For the first time in 28 years, the Best Director Oscar category is made up of all first-time nominees.
This year, Anora’s Sean Baker, The Brutalist’s Brady Corbet, The Substance’s Coralie Fargeat, A Complete Unknown’s James Mangold, and Emilia Pérez’s Jacques Audiard make up the five nominees vying for the golden statuette. All of these movies and filmmakers have been doing very well on the awards circuit this year, so none of these nominations are entirely surprising, but the fact that there are no repeats adds an extra layer of excitement.
Oscar 1998: Best Director
Both have a sweeping historical epic (Titanic and The Brutalist), a slice-of-life indie comedy (The Full Monty and Anora), a mid-20th Century period piece (L.A. Confidential and A Complete Unknown), and a foreign-born filmmaker making a splash stateside (The Sweet Hereafter and Emilia Pérez/The Substance).
The only one that doesn’t correlate is Good Will Hunting, though it could be argued that both it and The Substance represent offbeat voice getting a chance at the mainstream.

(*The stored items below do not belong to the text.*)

use hashbrown::HashSet;
use serde::{Deserialize, Serialize};

use crate::error::FaError;

pub mod cell;
pub mod compose;
pub mod determinize;
pub mod dot;
pub mod minimize;
pub mod product;
pub mod regex;
pub mod run;

pub use cell::Cell;

/// The epsilon (empty word) symbol.
pub const EPSILON: &str = "@e";
/// Sentinel for "no transition".
pub const VOID: &str = "@v";
/// Name of the totalizing trap state.
pub const TRAP: &str = "@t";

/// Separator joining component names in product states.
pub const JOIN: &str = "|";

/// A finite automaton over a user-supplied alphabet.
///
/// `transitions` is a matrix with one row per state and one column per
/// alphabet symbol, in the order given by `states` and `alphabet`. Values
/// are immutable once built: every algorithm observes its inputs and
/// allocates a fresh result.
#[derive(Debug, Clone, PartialEq, Serialize, Deserialize)]
pub struct Fa {
    pub alphabet: Vec<String>,
    pub states: Vec<String>,
    pub initial: String,
    pub acceptance: Vec<String>,
    pub transitions: Vec<Vec<Cell>>,
}

impl Fa {
    const VOID_CELL: Cell = Cell::Void;

    /// Decodes an automaton from its JSON record. Duplicate acceptance
    /// entries are dropped; downstream algorithms enforce their own
    /// preconditions beyond the non-emptiness checked here.
    pub fn from_json(data: &str) -> Result<Fa, FaError> {
        let mut fa: Fa =
            serde_json::from_str(data).map_err(|e| FaError::InvalidAutomaton(e.to_string()))?;
        fa.validate()?;

        let mut seen = HashSet::new();
        fa.acceptance.retain(|state| seen.insert(state.clone()));

        Ok(fa)
    }

    /// The parse-time requirement: `states` and `alphabet` are non-empty.
    pub fn validate(&self) -> Result<(), FaError> {
        if self.states.is_empty() || self.alphabet.is_empty() {
            return Err(FaError::InvalidAutomaton(
                "empty states or alphabet".to_string(),
            ));
        }
        Ok(())
    }

    pub fn state_index(&self, name: &str) -> Option<usize> {
        self.states.iter().position(|s| s == name)
    }

    /// Like [`Fa::state_index`], but a missing state is an error.
    pub fn require_state(&self, name: &str) -> Result<usize, FaError> {
        self.state_index(name)
            .ok_or_else(|| FaError::NotFound(format!("state {:?} is not in states", name)))
    }

    pub fn symbol_index(&self, symbol: &str) -> Option<usize> {
        self.alphabet.iter().position(|s| s == symbol)
    }

    /// Column of the `@e` symbol, if the alphabet has one.
    pub fn epsilon_index(&self) -> Option<usize> {
        self.symbol_index(EPSILON)
    }

    pub fn is_accepting(&self, name: &str) -> bool {
        self.acceptance.iter().any(|s| s == name)
    }

    /// Cell at `(state, symbol)`. Out-of-range positions read as `@v`, so
    /// ragged wire data degrades to missing transitions instead of panics.
    pub fn cell(&self, state: usize, symbol: usize) -> &Cell {
        self.transitions
            .get(state)
            .and_then(|row| row.get(symbol))
            .unwrap_or(&Self::VOID_CELL)
    }

    /// Epsilon closure of a set of state indices: the least superset closed
    /// under `@e` transitions. Sorted and duplicate free. Targets that do
    /// not resolve to a state contribute nothing.
    pub fn epsilon_closure(&self, seed: &[usize]) -> Vec<usize> {
        let mut closure: Vec<usize> = seed.to_vec();
        closure.sort_unstable();
        closure.dedup();

        let Some(eps) = self.epsilon_index() else {
            return closure;
        };

        let mut stack = closure.clone();
        while let Some(state) = stack.pop() {
            for target in self.cell(state, eps).targets() {
                if let Some(index) = self.state_index(target) {
                    if !closure.contains(&index) {
                        closure.push(index);
                        stack.push(index);
                    }
                }
            }
        }

        closure.sort_unstable();
        closure
    }

    /// True iff the automaton is a DFA: no epsilon column, every cell a
    /// single state, and the transition function total.
    pub fn is_deterministic(&self) -> bool {
        if self.epsilon_index().is_some() {
            return false;
        }

        let has_trap_state = self.states.iter().any(|s| s == TRAP);

        (0..self.states.len()).all(|i| {
            (0..self.alphabet.len()).all(|j| match self.cell(i, j) {
                Cell::To(_) => true,
                Cell::Trap => has_trap_state,
                Cell::Void | Cell::ToMany(_) => false,
            })
        })
    }

    /// Structurally identical copy with the acceptance set flipped.
    /// Complements the language only when `self` is a total DFA; callers
    /// totalize first (subset construction materializes the trap).
    pub fn complement(&self) -> Fa {
        let acceptance = self
            .states
            .iter()
            .filter(|state| !self.is_accepting(state))
            .cloned()
            .collect();

        Fa {
            acceptance,
            ..self.clone()
        }
    }
}

#[cfg(test)]
mod tests {
    use super::*;

    fn two_state() -> Fa {
        Fa {
            alphabet: vec!["a".into()],
            states: vec!["q0".into(), "q1".into()],
            initial: "q0".into(),
            acceptance: vec!["q1".into()],
            transitions: vec![vec![Cell::To("q1".into())], vec![Cell::To("q1".into())]],
        }
    }

    #[test]
    fn from_json_rejects_empty_states() {
        let raw = r#"{"alphabet":["a"],"states":[],"initial":"q0","acceptance":[],"transitions":[]}"#;
        assert!(matches!(
            Fa::from_json(raw),
            Err(FaError::InvalidAutomaton(_))
        ));
    }

    #[test]
    fn from_json_ignores_duplicate_acceptance() {
        let raw = r#"{"alphabet":["a"],"states":["q0"],"initial":"q0","acceptance":["q0","q0"],"transitions":[["@v"]]}"#;
        let fa = Fa::from_json(raw).unwrap();
        assert_eq!(fa.acceptance, vec!["q0".to_string()]);
    }

    #[test]
    fn complement_flips_acceptance() {
        let fa = two_state();
        let complemented = fa.complement();
        assert_eq!(complemented.acceptance, vec!["q0".to_string()]);
        assert_eq!(complemented.states, fa.states);
        assert_eq!(complemented.transitions, fa.transitions);
    }

    #[test]
    fn deterministic_requires_totality() {
        let mut fa = two_state();
        assert!(fa.is_deterministic());

        fa.transitions[1][0] = Cell::Void;
        assert!(!fa.is_deterministic());
    }
}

It would be exciting for such an uncompromising filmmaker as Fargeat to take home a win, but victory for The Substance seems unlikely outside of win for Demi Moore, and even that would be more for the story behind it than for the performance itself.
Anora is the most cinephile-beloved film, earning the Palme D’Or at the Cannes Film Fest as well as other major critics awards, though the Academy doesn’t have great track record of awarding arthouse films–Moonlight was the exception.
Hollywood is in major transition right now, with the effects of the pandemic and the 2023 strikes still being felt, and streamers continuing to upend traditional business models.
With the lack of clear awards juggernaut like Oppenheimer, the nominees reflect this upheaval.
Half of the nominated directors took real risks with their works, whether in the form of crime musical in Sanish about a transgender cartel boss, a movie so long it needed an intermission, a squirm-inducing body horror movie with a feminist bent, or a grounded look at the lives of sex workers.